C . Syarat-Syarat Akad
            Syarat-Syarat Akad sebagai berikut:
1)      Kedua orang yang melakukan akad cakap bertindak (ahli). Tidak sah akad orang yang tidak cakap bertindak, seperti orang gila, orang yang berada di pengampuan , dan karena boros.
2)      Yang di jadikan objek akad dapat menerima hukumnya.
3)      Akad itu diizinkan oleh syara’, dilakukan oleh orang yang mempunyai hak melakukannya, walaupun dia bukan ‘aqid yang memiliki barang.
4)      Janganlah akad  itu akad yang dilarang oleh syara’ , seperti jual beli mulasamah. Akad dapat memberikan faedah, sehingga tidaklah sah bila rahn (gadai) dianggap sebagai imbalan amanah (kepercayaan).
5)      Ijab itu berjalan terus, tidak dicabut sebelum terjadi kabul. Maka apabila orang berijab menarik kembali ijabnya sebelum kabul maka batallah ijabnya.
6)      Ijab dan kabul mesti bersambung, sehingga bila seseorang yang berijab telah berpisah sebelum adanya kabul, maka ijab tersebut menjadi batal.[2]

D. Rukun-Rukun akad
            Rukun-Rukun Akad sebagai berikut:
1.      ‘Aqid, adalah orang yang berakad (subjek akad); terkadang masing-masing pihak terdiri dari salah satu orang, terkadang terdiri dari beberapa orang.
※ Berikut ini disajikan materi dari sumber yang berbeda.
//! Quick-start for the media services client.
//!
//! Run with:
//!   AZURE_ACCESS_TOKEN=eyJ0... AZURE_SUBSCRIPTION_ID=... cargo run --example quickstart
//!
//! Set `RUST_LOG=mediaservices=debug` to see every request and poll.

use std::time::Duration;

use futures::TryStreamExt;
use mediaservices::models::predefined_streaming_policies;
use mediaservices::{
    Asset, AssetProperties, ClientBuilder, EncoderNamedPreset, Job, JobInput, JobOutput,
    JobProperties, ListOptions, LiveEvent, LiveEventInput, LiveEventInputProtocol,
    LiveEventProperties, PollOptions, Preset, StreamingLocator, StreamingLocatorProperties,
    Transform, TransformOutput, TransformProperties,
};
use tracing_subscriber::EnvFilter;

const RESOURCE_GROUP: &str = "media-rg";
const ACCOUNT: &str = "contosomedia";

#[tokio::main]
async fn main() -> mediaservices::Result<()> {
    tracing_subscriber::fmt()
        .with_env_filter(EnvFilter::from_default_env())
        .init();

    // -----------------------------------------------------------------------
    // 1. Create a client (reads AZURE_ACCESS_TOKEN / AZURE_SUBSCRIPTION_ID)
    // -----------------------------------------------------------------------
    let client = ClientBuilder::new()
        .poll_interval(Duration::from_secs(2))
        .build()?;

    let account = client.get_media_service(RESOURCE_GROUP, ACCOUNT).await?;
    println!(
        "Account {} in {}",
        account.name.as_deref().unwrap_or(ACCOUNT),
        account.location
    );
    println!();

    // -----------------------------------------------------------------------
    // 2. Encode an asset with a built-in preset and wait for the job
    // -----------------------------------------------------------------------
    let output = Asset::new(AssetProperties {
        description: Some("Quick-start encode".into()),
        ..Default::default()
    });
    client
        .create_or_update_asset(RESOURCE_GROUP, ACCOUNT, "output", &output)
        .await?;

    let transform = Transform::new(TransformProperties {
        description: Some("Adaptive bitrate ladder".into()),
        outputs: vec![TransformOutput::new(Preset::built_in(
            EncoderNamedPreset::AdaptiveStreaming,
        ))],
        ..Default::default()
    });
    client
        .create_or_update_transform(RESOURCE_GROUP, ACCOUNT, "adaptive", &transform)
        .await?;

    let job = Job::new(JobProperties::new(
        JobInput::http(
            "https://media.example.com/samples/",
            vec!["ignite.mp4".into()],
        ),
        vec![JobOutput::asset("output")],
    ));
    client
        .create_job(RESOURCE_GROUP, ACCOUNT, "adaptive", "quickstart-job", &job)
        .await?;

    let opts = PollOptions::new(Duration::from_secs(5), Duration::from_secs(30 * 60)).on_progress(
        |job: &Job| {
            let state = job.properties.state;
            let progress: Vec<u8> = job
                .properties
                .outputs
                .iter()
                .filter_map(|o| match o {
                    JobOutput::Asset(a) => a.progress,
                })
                .collect();
            println!("  state: {state:?} progress: {progress:?}");
        },
    );
    client
        .wait_for_job(RESOURCE_GROUP, ACCOUNT, "adaptive", "quickstart-job", Some(opts))
        .await?;
    println!("Job finished");
    println!();

    // -----------------------------------------------------------------------
    // 3. Publish the output and print playback paths
    // -----------------------------------------------------------------------
    let locator = StreamingLocator::new(StreamingLocatorProperties::new(
        "output",
        predefined_streaming_policies::CLEAR_STREAMING_ONLY,
    ));
    client
        .create_streaming_locator(RESOURCE_GROUP, ACCOUNT, "quickstart-locator", &locator)
        .await?;

    let endpoint = client
        .get_streaming_endpoint(RESOURCE_GROUP, ACCOUNT, "default")
        .await?;
    let host = endpoint.properties.host_name.unwrap_or_default();

    let paths = client
        .list_streaming_locator_paths(RESOURCE_GROUP, ACCOUNT, "quickstart-locator")
        .await?;
    for sp in &paths.streaming_paths {
        for p in &sp.paths {
            println!("  {:?}: https://{host}{p}", sp.streaming_protocol);
        }
    }
    println!();

    // -----------------------------------------------------------------------
    // 4. Create a pass-through live event (long-running operation)
    // -----------------------------------------------------------------------
    let event = LiveEvent::new(
        account.location.clone(),
        LiveEventProperties {
            input: LiveEventInput {
                streaming_protocol: LiveEventInputProtocol::Rtmp,
                ..Default::default()
            },
            ..Default::default()
        },
    );
    let event = client
        .create_live_event(RESOURCE_GROUP, ACCOUNT, "quickstart-live", &event, false)
        .await?;
    println!("Live event state: {:?}", event.properties.resource_state);
    client
        .delete_live_event(RESOURCE_GROUP, ACCOUNT, "quickstart-live")
        .await?;
    println!();

    // -----------------------------------------------------------------------
    // 5. Walk every asset, newest first
    // -----------------------------------------------------------------------
    let opts = ListOptions::new().orderby("properties.created desc").top(50);
    let first = client
        .list_assets(RESOURCE_GROUP, ACCOUNT, Some(&opts))
        .await?;

    let mut assets = Box::pin(client.items(first));
    while let Some(asset) = assets.try_next().await? {
        println!(
            "  {} | {:?}",
            asset.name.unwrap_or_default(),
            asset.properties.created
        );
    }

    Ok(())
}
Misalnya, penjual dan pembeli beras di pasar biasanya masing-masing pihak satu orang; ahli waris sepakat untuk memberikan sesuatu kepada pihak yang lain yang terdiri dari beberapa orang.
2.      Ma’qud ‘alaih, adalah benda-benda yang akan diakadkan (objek akad), seperti benda-benda yang dijual dalam akad jual beli, dalam akad hibah atau pemberian, gadai, dan utang.
Ma’qud ‘Alaih harus memenuhi beberapa persyaratan sebagai berikut :
a)      Obyek transaksi harus ada ketika akad atau kontrak sedang dilakukan.
b)      Obyek transaksi harus berupa mal mutaqawwim (harta yang diperbolehkan syara’ untuk ditransaksikan) dan dimiliki penuh oleh pemiliknya.
c)      Obyek transaksi bisa diserahterimakan saat terjadinya akad, atau dimungkinkan dikemudian hari.
d)     Adanya kejelasan tentang obyek transaksi.
e)      Obyek transaksi harus suci, tidak terkena najis dan bukan barang najis.
3.      Maudhu’ al-‘aqd adalah tujuan atau maksud mengadakan akad. Berbeda akad maka berbedalah tujuan pokok akad. Dalam akad jual beli misalnya, tujuan pokoknya yaitu memindahkan barang dari penjual kepada pembeli dengan di beri ganti.
4.      Shighat al-‘aqd, yaitu ijab kabul. Ijab adalah ungkapan yang pertama kali dilontarkan oleh salah satu dari pihak yang akan melakukan akad, sedangkan kabul adalah peryataan pihak kedua untuk menerimanya. Pengertian ijab kabul dalam pengalaman dewasa ini ialah bertukarnya sesuatu dengan yang lain sehingga penjual dan pembeli dalam membeli sesuatu terkadang tidak berhadapan atau ungkapan yang menunjukan kesepakatan dua pihak yang melakukan akad, misalnya yang berlangganan majalah, pembeli mengirim uang melalui pos wesel dan pembeli menerima majalah tersebut dari kantor pos.[3]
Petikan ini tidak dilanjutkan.